Doch hinter den Kulissen waren alle Beteiligten zufrieden. Deutschland entdeckt Algerien als Wachstumsmarkt. Noch vor zehn Jahren stand das Land für Terror und Bürgerkrieg. Heute steht der Ölstaat mit 34 Millionen Einwohnern in einem Wirtschaftsboom. Im letzten Jahr gab es einem Außenhandelsüberschuss von 37 Milliarden Dollar, der Staat hält Devisenreserven von 110 Milliarden. Mit öffentlichen Investitionen von 145 Milliarden Dollar für den Zeitraum 2005 bis 2009 sind gigantische Aufbauprogramme im Gang.

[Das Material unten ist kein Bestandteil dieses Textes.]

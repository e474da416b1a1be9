//! # Config
//!
//! Options of a session, fixed before connecting

use std::fmt;
use std::io::{self, Write};
#[cfg(not(feature = "secure"))]
use std::marker::PhantomData;
use std::net::{TcpStream, ToSocketAddrs};
use std::time::Duration;

use chrono::{FixedOffset, Offset, Utc};

use crate::cancel::{self, CancelToken};
use crate::session::DataStream;
#[cfg(feature = "secure")]
use crate::session::TlsConnector;
use crate::session::TlsStream;
use crate::{FtpError, FtpResult};

/// Custom dialer, called with `host:port` for the control connection (unless a stream is provided)
/// and for every data connection. The sockets it returns are used as they are: they're never wrapped with TLS.
pub type ConnectFn = dyn Fn(&str) -> FtpResult<TcpStream> + Send + Sync;

/// Session options.
///
/// ```rust
/// use std::time::Duration;
/// use tandemftp::SessionConfig;
///
/// let config = SessionConfig::default()
///     .with_connect_timeout(Duration::from_secs(10))
///     .with_data_timeout(Duration::from_secs(30))
///     .with_disable_epsv(true);
/// # let _: SessionConfig = config;
/// ```
pub struct SessionConfig<T = crate::session::NoTlsStream>
where
    T: TlsStream,
{
    /// Bound on dialing, for both the control and the data connections. Default: none
    pub(crate) connect_timeout: Option<Duration>,
    /// Already connected control socket; when set nothing is dialed for the control connection
    pub(crate) stream: Option<TcpStream>,
    pub(crate) connect_fn: Option<Box<ConnectFn>>,
    #[cfg(feature = "secure")]
    pub(crate) tls: Option<TlsConfig<T>>,
    /// Never try EPSV; go straight to PASV. Default: false
    pub(crate) disable_epsv: bool,
    /// Time zone of the times printed in LIST output. Default: UTC
    pub(crate) time_zone: FixedOffset,
    /// Sink receiving a copy of every byte sent and received on the control connection
    pub(crate) trace: Option<Box<dyn Write + Send>>,
    /// Longest silence tolerated on a data connection. Default: none
    pub(crate) data_timeout: Option<Duration>,
    #[cfg(not(feature = "secure"))]
    marker: PhantomData<T>,
}

/// Connector and server name used to secure both connections
#[cfg(feature = "secure")]
#[cfg_attr(docsrs, doc(cfg(feature = "secure")))]
pub(crate) struct TlsConfig<T>
where
    T: TlsStream,
{
    connector: Box<dyn TlsConnector<Stream = T> + Send + Sync>,
    domain: String,
}

impl<T> Default for SessionConfig<T>
where
    T: TlsStream,
{
    fn default() -> Self {
        Self {
            connect_timeout: None,
            stream: None,
            connect_fn: None,
            #[cfg(feature = "secure")]
            tls: None,
            disable_epsv: false,
            time_zone: Utc.fix(),
            trace: None,
            data_timeout: None,
            #[cfg(not(feature = "secure"))]
            marker: PhantomData,
        }
    }
}

impl<T> fmt::Debug for SessionConfig<T>
where
    T: TlsStream,
{
    fn fmt(&self, f: &mut fmt::Formatter<'_>) -> fmt::Result {
        f.debug_struct("SessionConfig")
            .field("connect_timeout", &self.connect_timeout)
            .field("stream", &self.stream)
            .field("connect_fn", &self.connect_fn.is_some())
            .field("secure", &self.is_secure())
            .field("disable_epsv", &self.disable_epsv)
            .field("time_zone", &self.time_zone)
            .field("trace", &self.trace.is_some())
            .field("data_timeout", &self.data_timeout)
            .finish()
    }
}

impl<T> SessionConfig<T>
where
    T: TlsStream,
{
    /// Set the timeout used when dialing the control and data connections
    pub fn with_connect_timeout(mut self, timeout: Duration) -> Self {
        self.connect_timeout = Some(timeout);
        self
    }

    /// Use an already connected socket as control connection
    pub fn with_stream(mut self, stream: TcpStream) -> Self {
        self.stream = Some(stream);
        self
    }

    /// Use a custom function to dial the control (if no stream is given) and the data connections.
    /// The function owns the transport: TLS settings are ignored while it's set.
    pub fn with_connect_fn<F>(mut self, connect: F) -> Self
    where
        F: Fn(&str) -> FtpResult<TcpStream> + Send + Sync + 'static,
    {
        self.connect_fn = Some(Box::new(connect));
        self
    }

    /// Secure the control connection and every data connection with `connector`,
    /// unless a connect function is set.
    /// `domain` is the server name checked against the certificate.
    #[cfg(feature = "secure")]
    #[cfg_attr(docsrs, doc(cfg(feature = "secure")))]
    pub fn with_tls<C>(mut self, connector: C, domain: impl ToString) -> Self
    where
        C: TlsConnector<Stream = T> + Send + Sync + 'static,
    {
        self.tls = Some(TlsConfig {
            connector: Box::new(connector),
            domain: domain.to_string(),
        });
        self
    }

    /// Never send EPSV
    pub fn with_disable_epsv(mut self, disable: bool) -> Self {
        self.disable_epsv = disable;
        self
    }

    /// Time zone the server prints LIST times in
    pub fn with_time_zone(mut self, tz: FixedOffset) -> Self {
        self.time_zone = tz;
        self
    }

    /// Copy the control connection traffic into `sink`
    pub fn with_trace<W>(mut self, sink: W) -> Self
    where
        W: Write + Send + 'static,
    {
        self.trace = Some(Box::new(sink));
        self
    }

    /// Fail a transfer if its data connection stays silent for longer than `timeout`
    pub fn with_data_timeout(mut self, timeout: Duration) -> Self {
        self.data_timeout = Some(timeout);
        self
    }

    /// Whether connections are secured with TLS
    pub fn is_secure(&self) -> bool {
        #[cfg(feature = "secure")]
        {
            self.tls().is_some()
        }
        #[cfg(not(feature = "secure"))]
        {
            false
        }
    }

    /// Open a tcp connection to `addr` (`host:port`).
    /// Unless a connect function is set, the dial is abandoned as soon as `token` fires.
    pub(crate) fn dial(&self, addr: &str, token: &CancelToken) -> FtpResult<TcpStream> {
        trace!("dialing {addr}");
        if let Some(connect) = self.connect_fn.as_ref() {
            token.check()?;
            return connect(addr);
        }
        let addr = addr.to_string();
        let timeout = self.connect_timeout;
        cancel::detach(token, move || connect_tcp(&addr, timeout))
    }

    /// TLS settings in effect: none while a connect function owns the transport
    #[cfg(feature = "secure")]
    fn tls(&self) -> Option<&TlsConfig<T>> {
        self.tls.as_ref().filter(|_| self.connect_fn.is_none())
    }

    /// Wrap a connected socket, securing it if TLS is in effect
    pub(crate) fn wrap(&self, stream: TcpStream) -> FtpResult<DataStream<T>> {
        #[cfg(feature = "secure")]
        if let Some(tls) = self.tls() {
            debug!("Securing connection to {}", tls.domain);
            return tls
                .connector
                .connect(&tls.domain, stream)
                .map(|stream| DataStream::Ssl(Box::new(stream)));
        }

        Ok(DataStream::Tcp(stream))
    }
}

/// Connect to `addr`, trying every resolved address in turn when a timeout is given
fn connect_tcp(addr: &str, timeout: Option<Duration>) -> FtpResult<TcpStream> {
    let Some(timeout) = timeout else {
        return TcpStream::connect(addr).map_err(FtpError::ConnectionError);
    };
    let mut last_err = None;
    for addr in addr.to_socket_addrs().map_err(FtpError::ConnectionError)? {
        match TcpStream::connect_timeout(&addr, timeout) {
            Ok(stream) => return Ok(stream),
            Err(err) => {
                debug!("failed to connect to {addr}: {err}");
                last_err = Some(err);
            }
        }
    }
    Err(FtpError::ConnectionError(last_err.unwrap_or_else(|| {
        io::Error::new(
            io::ErrorKind::InvalidInput,
            "could not resolve to any address",
        )
    })))
}

#[cfg(test)]
mod test {

    use std::net::TcpListener;
    use std::sync::atomic::{AtomicUsize, Ordering};
    use std::sync::Arc;

    use pretty_assertions::assert_eq;

    use super::*;
    use crate::session::NoTlsStream;

    #[test]
    fn should_have_sane_defaults() {
        let config = SessionConfig::<NoTlsStream>::default();
        assert_eq!(config.connect_timeout, None);
        assert_eq!(config.data_timeout, None);
        assert!(config.stream.is_none());
        assert!(config.connect_fn.is_none());
        assert!(config.trace.is_none());
        assert!(!config.disable_epsv);
        assert!(!config.is_secure());
        assert_eq!(config.time_zone.local_minus_utc(), 0);
    }

    #[test]
    fn should_build_config() {
        let config = SessionConfig::<NoTlsStream>::default()
            .with_connect_timeout(Duration::from_secs(3))
            .with_data_timeout(Duration::from_secs(5))
            .with_disable_epsv(true)
            .with_time_zone(FixedOffset::east_opt(3600).unwrap())
            .with_trace(Vec::new());
        assert_eq!(config.connect_timeout, Some(Duration::from_secs(3)));
        assert_eq!(config.data_timeout, Some(Duration::from_secs(5)));
        assert!(config.disable_epsv);
        assert_eq!(config.time_zone.local_minus_utc(), 3600);
        assert!(config.trace.is_some());
    }

    #[test]
    fn should_dial_with_timeout() {
        let listener = TcpListener::bind("127.0.0.1:0").unwrap();
        let addr = listener.local_addr().unwrap().to_string();
        let config =
            SessionConfig::<NoTlsStream>::default().with_connect_timeout(Duration::from_secs(2));
        let stream = config.dial(&addr, &CancelToken::new()).unwrap();
        assert_eq!(
            stream.peer_addr().unwrap(),
            listener.local_addr().unwrap()
        );
    }

    #[test]
    fn should_dial_with_connect_fn() {
        let listener = TcpListener::bind("127.0.0.1:0").unwrap();
        let real_addr = listener.local_addr().unwrap();
        let calls = Arc::new(AtomicUsize::new(0));
        let counter = calls.clone();
        let config = SessionConfig::<NoTlsStream>::default().with_connect_fn(move |addr| {
            assert_eq!(addr, "ftp.example.com:21");
            counter.fetch_add(1, Ordering::SeqCst);
            TcpStream::connect(real_addr).map_err(FtpError::ConnectionError)
        });
        assert!(config.dial("ftp.example.com:21", &CancelToken::new()).is_ok());
        assert_eq!(calls.load(Ordering::SeqCst), 1);
    }

    #[test]
    fn should_propagate_connect_fn_errors() {
        let config = SessionConfig::<NoTlsStream>::default().with_connect_fn(|addr| {
            let addr: std::net::SocketAddr = addr.parse().map_err(FtpError::InvalidAddress)?;
            TcpStream::connect(addr).map_err(FtpError::ConnectionError)
        });
        assert!(matches!(
            config.dial("not an address", &CancelToken::new()),
            Err(FtpError::InvalidAddress(_))
        ));
    }

    #[test]
    fn should_fail_dialing_closed_port() {
        let addr = {
            let listener = TcpListener::bind("127.0.0.1:0").unwrap();
            listener.local_addr().unwrap().to_string()
        };
        let config =
            SessionConfig::<NoTlsStream>::default().with_connect_timeout(Duration::from_secs(1));
        assert!(matches!(
            config.dial(&addr, &CancelToken::new()),
            Err(FtpError::ConnectionError(_))
        ));
    }

    #[test]
    fn should_not_wrap_plain_streams() {
        let listener = TcpListener::bind("127.0.0.1:0").unwrap();
        let config = SessionConfig::<NoTlsStream>::default();
        let stream = config
            .dial(&listener.local_addr().unwrap().to_string(), &CancelToken::new())
            .unwrap();
        assert!(matches!(config.wrap(stream).unwrap(), DataStream::Tcp(_)));
    }

    #[test]
    #[cfg(feature = "secure")]
    fn should_leave_tls_to_connect_fn() {
        use crate::test_server::{PlainConnector, PlainStream};

        let listener = TcpListener::bind("127.0.0.1:0").unwrap();
        let addr = listener.local_addr().unwrap().to_string();
        let connector = PlainConnector::default();
        let config = SessionConfig::<PlainStream>::default().with_tls(connector.clone(), "localhost");
        assert!(config.is_secure());
        let stream = config.dial(&addr, &CancelToken::new()).unwrap();
        assert!(matches!(config.wrap(stream).unwrap(), DataStream::Ssl(_)));
        assert_eq!(connector.handshakes(), 1);

        let config = config
            .with_connect_fn(|addr| TcpStream::connect(addr).map_err(FtpError::ConnectionError));
        assert!(!config.is_secure());
        let stream = config.dial(&addr, &CancelToken::new()).unwrap();
        assert!(matches!(config.wrap(stream).unwrap(), DataStream::Tcp(_)));
        assert_eq!(connector.handshakes(), 1);
    }

    #[test]
    fn should_not_dial_with_cancelled_token() {
        let listener = TcpListener::bind("127.0.0.1:0").unwrap();
        let token = CancelToken::new();
        token.cancel();
        let config = SessionConfig::<NoTlsStream>::default();
        assert!(matches!(
            config.dial(&listener.local_addr().unwrap().to_string(), &token),
            Err(FtpError::Cancelled)
        ));
    }
}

Es geht um Autobahnen und Eisenbahnstrecken, Strom- und Trinkwassernetze und Städtebauprogramme.
Vor fünf Jahren gab es 30 deutsche Firmen in Algerien - heute 160. Algerien sei neben Libyen einer der interessantesten afrikanischen Partner für deutsche Unternehmen, sagt Michael Monnerjahn vom Afrika-Verein der Deutschen Wirtschaft. "Die deutschen Unternehmen sind seit Jahrzehnten da", so Monnerjahn. "Wintershall in Libyen liefert konstant 10 Prozent des deutschen Erdöls. Das sind alte Beziehungen und die werden nicht gebrochen, bloß weil ein neuer Partner auftaucht." Der Chef der algerischen Industrie- und Handelskammer, Mohamed Chami, sagte vor dem Besuch, die Treue deutscher Wirtschaftspartner auch in Bürgerkriegszeiten sei ein Vertrauensbeweis.

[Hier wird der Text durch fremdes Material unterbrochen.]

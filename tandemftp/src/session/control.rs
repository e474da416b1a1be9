//! # Control
//!
//! Line transport of the control connection: writes command lines and reads replies

use std::io::{BufRead, BufReader, ErrorKind, Write};
use std::net::TcpStream;

use super::{DataStream, TlsStream};
use crate::command::Command;
use crate::types::Response;
use crate::{FtpError, FtpResult, Status};

/// The control connection of a session
pub(crate) struct ControlChannel<T>
where
    T: TlsStream,
{
    reader: BufReader<DataStream<T>>,
    /// Receives a copy of the raw traffic
    trace: Option<Box<dyn Write + Send>>,
}

impl<T> ControlChannel<T>
where
    T: TlsStream,
{
    pub fn new(stream: DataStream<T>, trace: Option<Box<dyn Write + Send>>) -> Self {
        Self {
            reader: BufReader::new(stream),
            trace,
        }
    }

    /// Write a command line
    pub fn perform(&mut self, command: &Command) -> FtpResult<()> {
        trace!("CC OUT: {}", command.log_line());
        let line = format!("{command}\r\n");
        self.tee(line.as_bytes());
        let stream = self.reader.get_mut();
        stream
            .write_all(line.as_bytes())
            .and_then(|_| stream.flush())
            .map_err(FtpError::ConnectionError)
    }

    /// Read a reply, failing with `UnexpectedResponse` if its status isn't `expected`
    pub fn read_response(&mut self, expected: Status) -> FtpResult<Response> {
        self.read_response_in(&[expected])
    }

    /// Read a reply, failing with `UnexpectedResponse` if its status isn't one of `expected`
    pub fn read_response_in(&mut self, expected: &[Status]) -> FtpResult<Response> {
        let response = self.read_reply()?;
        if expected.contains(&response.status) {
            Ok(response)
        } else {
            Err(FtpError::UnexpectedResponse(response))
        }
    }

    /// Read a whole reply, whatever its status.
    ///
    /// A reply whose first line is `xyz-` goes on until a line starting with `xyz ` (or just `xyz`).
    pub fn read_reply(&mut self) -> FtpResult<Response> {
        let mut line = Vec::new();
        self.read_line(&mut line)?;
        let mut body = line.clone();

        let code = code_from_buffer(&line)?;
        let status = Status::from(code);
        trace!("Code parsed from response: {} ({})", status, code);

        if line.get(3) == Some(&b'-') {
            let code = [line[0], line[1], line[2]];
            loop {
                line.clear();
                self.read_line(&mut line)?;
                body.extend(line.iter());
                if line.starts_with(&code) && line.get(3) != Some(&b'-') {
                    break;
                }
            }
        }

        Ok(Response::new(status, body))
    }

    /// Another handle to the control socket
    pub fn tcp_handle(&self) -> FtpResult<TcpStream> {
        self.reader.get_ref().tcp_handle()
    }

    /// Shutdown the control socket
    pub fn shutdown(&self) {
        self.reader.get_ref().shutdown();
    }

    /// Read bytes from reader until 0x0A is found. EOF is an error
    fn read_line(&mut self, line: &mut Vec<u8>) -> FtpResult<()> {
        let read = self
            .reader
            .read_until(0x0A, line)
            .map_err(FtpError::ConnectionError)?;
        if read == 0 {
            return Err(FtpError::ConnectionError(
                std::io::Error::new(ErrorKind::UnexpectedEof, "control connection closed"),
            ));
        }
        trace!("CC IN: {}", String::from_utf8_lossy(line).trim_end());
        self.tee(line);
        Ok(())
    }

    fn tee(&mut self, bytes: &[u8]) {
        if let Some(trace) = self.trace.as_mut() {
            if let Err(err) = trace.write_all(bytes) {
                error!("failed to write control trace: {err}");
            }
        }
    }
}

/// Get the reply code from the first three bytes of a line
fn code_from_buffer(buf: &[u8]) -> FtpResult<u32> {
    let code = buf.get(0..3).ok_or(FtpError::BadResponse)?;
    if !code.iter().all(u8::is_ascii_digit) {
        return Err(FtpError::BadResponse);
    }
    std::str::from_utf8(code)
        .map_err(|_| FtpError::BadResponse)?
        .parse::<u32>()
        .map_err(|_| FtpError::BadResponse)
}
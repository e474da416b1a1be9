//! # Cancel
//!
//! Cooperative cancellation for blocking socket operations.
//!
//! Every public operation of a session takes a [`CancelToken`]. While the operation blocks on a socket,
//! a scoped watcher thread waits on the token; when the token fires, the watcher shuts the socket down,
//! which makes the pending read or write fail, and the operation returns [`FtpError::Cancelled`].

use std::io;
use std::net::{Shutdown, TcpStream};
use std::sync::atomic::{AtomicBool, Ordering};
use std::sync::mpsc::{self, RecvTimeoutError};
use std::sync::{Arc, Condvar, Mutex, PoisonError};
use std::thread::{self, JoinHandle};
use std::time::Duration;

use crate::{FtpError, FtpResult};

/// A cloneable cancellation signal shared between the caller and a running operation.
///
/// Once cancelled, a token stays cancelled.
#[derive(Debug, Clone, Default)]
pub struct CancelToken {
    inner: Arc<Signal>,
}

#[derive(Debug, Default)]
struct Signal {
    cancelled: Mutex<bool>,
    cond: Condvar,
}

impl CancelToken {
    /// Create a new token, not cancelled
    pub fn new() -> Self {
        Self::default()
    }

    /// Fire the token. Every operation currently guarded by it is aborted.
    pub fn cancel(&self) {
        let mut cancelled = self
            .inner
            .cancelled
            .lock()
            .unwrap_or_else(PoisonError::into_inner);
        *cancelled = true;
        self.inner.cond.notify_all();
    }

    /// Returns whether the token has been fired
    pub fn is_cancelled(&self) -> bool {
        *self
            .inner
            .cancelled
            .lock()
            .unwrap_or_else(PoisonError::into_inner)
    }

    /// Returns `Err(Cancelled)` if the token has been fired
    pub(crate) fn check(&self) -> FtpResult<()> {
        if self.is_cancelled() {
            Err(FtpError::Cancelled)
        } else {
            Ok(())
        }
    }

    /// Block until the token fires or `done` is set.
    /// Returns true if the token fired while the operation was still running.
    fn wait(&self, done: &AtomicBool) -> bool {
        let mut cancelled = self
            .inner
            .cancelled
            .lock()
            .unwrap_or_else(PoisonError::into_inner);
        while !*cancelled && !done.load(Ordering::SeqCst) {
            cancelled = self
                .inner
                .cond
                .wait(cancelled)
                .unwrap_or_else(PoisonError::into_inner);
        }
        *cancelled && !done.load(Ordering::SeqCst)
    }

    /// Wake up the waiters, so they can observe `done`.
    /// The lock is taken so the notification can't slip in between a waiter's check and its wait.
    fn wake(&self) {
        let _cancelled = self
            .inner
            .cancelled
            .lock()
            .unwrap_or_else(PoisonError::into_inner);
        self.inner.cond.notify_all();
    }
}

/// Run `op` on the calling thread, shutting `victim` down if `token` fires before `op` returns.
///
/// `victim` must be a handle to the socket `op` blocks on. If the watcher shut the socket down,
/// the result of `op` is discarded and `FtpError::Cancelled` is returned; the socket is then unusable.
pub(crate) fn guard<R, F>(token: &CancelToken, victim: TcpStream, op: F) -> FtpResult<R>
where
    F: FnOnce() -> FtpResult<R>,
{
    let done = AtomicBool::new(false);
    let fired = AtomicBool::new(false);
    let result = thread::scope(|scope| {
        scope.spawn(|| {
            if token.wait(&done) {
                debug!("operation cancelled; shutting down socket");
                fired.store(true, Ordering::SeqCst);
                if let Err(err) = victim.shutdown(Shutdown::Both) {
                    error!("failed to shutdown cancelled socket: {err}");
                }
            }
        });
        let result = op();
        done.store(true, Ordering::SeqCst);
        token.wake();
        result
    });

    if fired.load(Ordering::SeqCst) {
        Err(FtpError::Cancelled)
    } else {
        result
    }
}

/// How often [`detach`] checks the token
const POLL_INTERVAL: Duration = Duration::from_millis(50);

/// Run `op` on a detached thread, giving up on it as soon as `token` fires.
///
/// Meant for operations with no socket to shut down yet, like dialing:
/// an abandoned `op` runs to completion in the background and its result is dropped.
pub(crate) fn detach<R, F>(token: &CancelToken, op: F) -> FtpResult<R>
where
    R: Send + 'static,
    F: FnOnce() -> FtpResult<R> + Send + 'static,
{
    token.check()?;
    let (tx, rx) = mpsc::channel();
    thread::spawn(move || {
        if tx.send(op()).is_err() {
            trace!("abandoned operation completed");
        }
    });
    loop {
        match rx.recv_timeout(POLL_INTERVAL) {
            Ok(result) => return result,
            Err(RecvTimeoutError::Timeout) => {
                if token.is_cancelled() {
                    debug!("operation cancelled; abandoning it");
                    return Err(FtpError::Cancelled);
                }
            }
            Err(RecvTimeoutError::Disconnected) => {
                return Err(FtpError::ConnectionError(io::Error::other(
                    "detached operation panicked",
                )))
            }
        }
    }
}

/// A watcher living as long as a data connection: while it's alive, firing `token` shuts the socket down.
///
/// Dropping the watch stops and joins its thread.
pub(crate) struct Watch {
    token: CancelToken,
    done: Arc<AtomicBool>,
    handle: Option<JoinHandle<()>>,
}

impl Watch {
    pub fn spawn(token: &CancelToken, victim: TcpStream) -> Self {
        let done = Arc::new(AtomicBool::new(false));
        let handle = {
            let token = token.clone();
            let done = done.clone();
            thread::spawn(move || {
                if token.wait(&done) {
                    debug!("transfer cancelled; shutting down data connection");
                    if let Err(err) = victim.shutdown(Shutdown::Both) {
                        error!("failed to shutdown cancelled socket: {err}");
                    }
                }
            })
        };
        Self {
            token: token.clone(),
            done,
            handle: Some(handle),
        }
    }
}

impl Drop for Watch {
    fn drop(&mut self) {
        self.done.store(true, Ordering::SeqCst);
        self.token.wake();
        if let Some(handle) = self.handle.take() {
            if handle.join().is_err() {
                error!("cancel watcher panicked");
            }
        }
    }
}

Das, hofft die deutsche Seite, wird helfen, wenn der Öl- und Gasreichtum Algeriens Begehrlichkeiten weckt - nicht nur bei Kunden, sondern auch bei Investoren in der Modernisierung und Ausweitung von Förderanlagen und Pipelines. Deutschland bezieht rund 17 Prozent seiner Erdölimporte aus Afrika, Tendenz steigend. Die afrikanischen Ölmächte Algerien, Libyen, Nigeria und Angola gehören zu den Handelspartnern, mit denen Deutschlands Außenhandel am schnellsten wächst (siehe Tabelle). Die beiden algerischen Staatsfirmen im Erdöl- und Erdgassektor, Sonatrach und Sonelgaz, beliefern Spanien, Italien, Frankreich und Belgien mit Erdgas. Die bisherigen Lieferungen per Schiff sollen ab 2009 durch eine Mittelmeerpipeline "Medgaz" mit einer Kapazität von 8 Milliarden Kubikmetern jährlich ergänzt werden. Die Tiefseearbeiten dafür begannen im März.
Jetzt interessiert sich auch Eon Ruhrgas für algerisches Gas - die Firma nennt Algerien einen "strategischen Partner" und hat letzten Monat dort ein Büro eröffnet. Algeriens Gasexporte sollen von 64 Milliarden Kubikmetern im vergangenen Jahr auf 85 Milliarden bis 2012 und 144 Milliarden bis 2030 steigen. Aus europäischer Sicht ist das eine attraktive Alternative zur Abhängigkeit von Russland und Gazprom. Es gibt Planungen für eine 4.000 Kilometer lange Transsahara-Gaspipeline, die bis zu 30 Milliarden Kubikmeter Erdgas jährlich aus Nigeria nach Algerien bringen und dort in die Europa-Lieferungen einspeisen soll.
Allerdings hat auch Gazprom das erkannt. Der russische Konzern beteiligt sich an den Ausschreibungen für die Transsahara-Pipeline, plant Milliardeninvestitionen in Nigeria, betreibt gemeinsam mit der italienischen Eni Explorationsprojekte in Libyen und hofft auch auf eine Partnerschaft mit der algerischen Sonatrach. Dieses Jahr vereinbarten die beiden Energiegiganten gemeinsame Investitionen in Drittländern. Die Russen sehen Algerien als Sprungbrett für Afrika.